Vānaprastha-dharma and Tapas: Śiva–Umā Saṃvāda
Forest-Stage Discipline and Austerity
अक्षयं च कथं दानं भवेच्चैवोर्ध्वदेहिकम् । आनृण्यं वा कथं मर्त्या गच्छेयु: केन कर्मणा
akṣayaṃ ca kathaṃ dānaṃ bhaveccai vordhvadehikam | ānṛṇyaṃ vā kathaṃ martyā gaccheyuḥ kena karmaṇā ||
قال شَكْرا: «كيف يصير العطاء غيرَ فانٍ، وكيف يؤتي ثماره للمرء بعد الموت؟ وبأيِّ عمل ينال البشرُ البراءةَ من الدَّين (الخلاص مما هو واجب عليهم)؟»
शक्र उवाच
The verse frames a dharmic inquiry: what kind of giving becomes ‘akṣaya’ (inexhaustible merit), what actions yield benefit beyond death, and how one may become ‘ānṛṇya’—free from binding obligations or debts—through right conduct.

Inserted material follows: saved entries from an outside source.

//! Well-known tag ids and display names.

use super::model::{Section, TagPath};

// ── IFD0 ─────────────────────────────────────────────────────────────

pub const IMAGE_WIDTH: TagPath = TagPath::new(Section::Image, 0x0100);
pub const IMAGE_LENGTH: TagPath = TagPath::new(Section::Image, 0x0101);
pub const ORIENTATION: TagPath = TagPath::new(Section::Image, 0x0112);
pub const X_RESOLUTION: TagPath = TagPath::new(Section::Image, 0x011A);
pub const Y_RESOLUTION: TagPath = TagPath::new(Section::Image, 0x011B);
pub const RESOLUTION_UNIT: TagPath = TagPath::new(Section::Image, 0x0128);
/// Embedded ICC profile (InterColorProfile).
pub const ICC_PROFILE: TagPath = TagPath::new(Section::Image, 0x8773);

// ── Exif sub-IFD ─────────────────────────────────────────────────────

pub const EXIF_VERSION: TagPath = TagPath::new(Section::Photo, 0x9000);
pub const COLOR_SPACE: TagPath = TagPath::new(Section::Photo, 0xA001);
pub const PIXEL_X_DIMENSION: TagPath = TagPath::new(Section::Photo, 0xA002);
pub const PIXEL_Y_DIMENSION: TagPath = TagPath::new(Section::Photo, 0xA003);

// ── Interop sub-IFD ──────────────────────────────────────────────────

pub const INTEROPERABILITY_INDEX: TagPath = TagPath::new(Section::Interop, 0x0001);
pub const INTEROPERABILITY_VERSION: TagPath = TagPath::new(Section::Interop, 0x0002);

// ── GPS sub-IFD ──────────────────────────────────────────────────────

pub const GPS_VERSION_ID: TagPath = TagPath::new(Section::Gps, 0x0000);

// ── Sub-IFD pointers ─────────────────────────────────────────────────

/// IFD0 → Exif sub-IFD.
pub const EXIF_IFD_POINTER: u16 = 0x8769;
/// IFD0 → GPS sub-IFD.
pub const GPS_IFD_POINTER: u16 = 0x8825;
/// Exif sub-IFD → Interop sub-IFD.
pub const INTEROP_IFD_POINTER: u16 = 0xA005;

/// Tags describing where a TIFF stores its own strips or thumbnail.
/// They are meaningless once the pixels live in a WebP bitstream.
pub const IMAGE_LAYOUT_TAGS: &[u16] = &[
    0x0111, // StripOffsets
    0x0116, // RowsPerStrip
    0x0117, // StripByteCounts
    0x014A, // SubIFDs
    0x0201, // JPEGInterchangeFormat
    0x0202, // JPEGInterchangeFormatLength
];

/// EXIF ColorSpace values.
#[derive(Debug, Clone, Copy, PartialEq, Eq)]
pub enum ColorSpace {
    Srgb,
    AdobeRgb,
    Uncalibrated,
}

impl ColorSpace {
    pub fn from_tag_value(value: u16) -> Option<Self> {
        match value {
            1 => Some(Self::Srgb),
            2 => Some(Self::AdobeRgb),
            0xFFFF => Some(Self::Uncalibrated),
            _ => None,
        }
    }

    /// The value written to the ColorSpace tag. Adobe RGB is not an EXIF
    /// baseline value, so it is reported as uncalibrated.
    pub fn tag_value(self) -> u16 {
        match self {
            Self::Srgb => 1,
            Self::AdobeRgb | Self::Uncalibrated => 0xFFFF,
        }
    }
}

/// Resolve a display name for a tag.
pub fn tag_name(path: TagPath) -> Option<&'static str> {
    let table: &[(u16, &str)] = match path.section {
        Section::Image => IMAGE_NAMES,
        Section::Photo => PHOTO_NAMES,
        Section::Interop => INTEROP_NAMES,
        Section::Gps => GPS_NAMES,
    };
    table
        .binary_search_by_key(&path.tag_id, |&(id, _)| id)
        .ok()
        .map(|idx| table[idx].1)
}

// Sorted by id for binary search.
const IMAGE_NAMES: &[(u16, &str)] = &[
    (0x00FE, "NewSubfileType"),
    (0x0100, "ImageWidth"),
    (0x0101, "ImageLength"),
    (0x0102, "BitsPerSample"),
    (0x0103, "Compression"),
    (0x0106, "PhotometricInterpretation"),
    (0x010E, "ImageDescription"),
    (0x010F, "Make"),
    (0x0110, "Model"),
    (0x0112, "Orientation"),
    (0x0115, "SamplesPerPixel"),
    (0x011A, "XResolution"),
    (0x011B, "YResolution"),
    (0x011C, "PlanarConfiguration"),
    (0x0128, "ResolutionUnit"),
    (0x012D, "TransferFunction"),
    (0x0131, "Software"),
    (0x0132, "DateTime"),
    (0x013B, "Artist"),
    (0x013E, "WhitePoint"),
    (0x013F, "PrimaryChromaticities"),
    (0x0211, "YCbCrCoefficients"),
    (0x0212, "YCbCrSubSampling"),
    (0x0213, "YCbCrPositioning"),
    (0x0214, "ReferenceBlackWhite"),
    (0x02BC, "XMLPacket"),
    (0x8298, "Copyright"),
    (0x8773, "InterColorProfile"),
    (0x9C9B, "XPTitle"),
    (0x9C9C, "XPComment"),
    (0x9C9D, "XPAuthor"),
    (0x9C9E, "XPKeywords"),
    (0x9C9F, "XPSubject"),
];

const PHOTO_NAMES: &[(u16, &str)] = &[
    (0x829A, "ExposureTime"),
    (0x829D, "FNumber"),
    (0x8822, "ExposureProgram"),
    (0x8827, "ISOSpeedRatings"),
    (0x9000, "ExifVersion"),
    (0x9003, "DateTimeOriginal"),
    (0x9004, "DateTimeDigitized"),
    (0x9010, "OffsetTime"),
    (0x9011, "OffsetTimeOriginal"),
    (0x9101, "ComponentsConfiguration"),
    (0x9201, "ShutterSpeedValue"),
    (0x9202, "ApertureValue"),
    (0x9204, "ExposureBiasValue"),
    (0x9205, "MaxApertureValue"),
    (0x9207, "MeteringMode"),
    (0x9208, "LightSource"),
    (0x9209, "Flash"),
    (0x920A, "FocalLength"),
    (0x927C, "MakerNote"),
    (0x9286, "UserComment"),
    (0x9290, "SubSecTime"),
    (0x9291, "SubSecTimeOriginal"),
    (0x9292, "SubSecTimeDigitized"),
    (0xA000, "FlashpixVersion"),
    (0xA001, "ColorSpace"),
    (0xA002, "PixelXDimension"),
    (0xA003, "PixelYDimension"),
    (0xA217, "SensingMethod"),
    (0xA300, "FileSource"),
    (0xA301, "SceneType"),
    (0xA401, "CustomRendered"),
    (0xA402, "ExposureMode"),
    (0xA403, "WhiteBalance"),
    (0xA404, "DigitalZoomRatio"),
    (0xA405, "FocalLengthIn35mmFilm"),
    (0xA406, "SceneCaptureType"),
    (0xA420, "ImageUniqueID"),
    (0xA430, "CameraOwnerName"),
    (0xA431, "BodySerialNumber"),
    (0xA432, "LensSpecification"),
    (0xA433, "LensMake"),
    (0xA434, "LensModel"),
    (0xA435, "LensSerialNumber"),
];

const INTEROP_NAMES: &[(u16, &str)] = &[
    (0x0001, "InteroperabilityIndex"),
    (0x0002, "InteroperabilityVersion"),
    (0x1000, "RelatedImageFileFormat"),
    (0x1001, "RelatedImageWidth"),
    (0x1002, "RelatedImageLength"),
];

const GPS_NAMES: &[(u16, &str)] = &[
    (0x0000, "GPSVersionID"),
    (0x0001, "GPSLatitudeRef"),
    (0x0002, "GPSLatitude"),
    (0x0003, "GPSLongitudeRef"),
    (0x0004, "GPSLongitude"),
    (0x0005, "GPSAltitudeRef"),
    (0x0006, "GPSAltitude"),
    (0x0007, "GPSTimeStamp"),
    (0x0008, "GPSSatellites"),
    (0x0009, "GPSStatus"),
    (0x000A, "GPSMeasureMode"),
    (0x000B, "GPSDOP"),
    (0x000C, "GPSSpeedRef"),
    (0x000D, "GPSSpeed"),
    (0x0010, "GPSImgDirectionRef"),
    (0x0011, "GPSImgDirection"),
    (0x0012, "GPSMapDatum"),
    (0x001D, "GPSDateStamp"),
];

Indra (Śakra), speaking as a questioner, asks for instruction about the conditions and actions that make charity enduring, ensure posthumous spiritual benefit, and lead humans to a state of being debtless—setting up a teaching on the proper manner, object, and intention of dāna and dharma.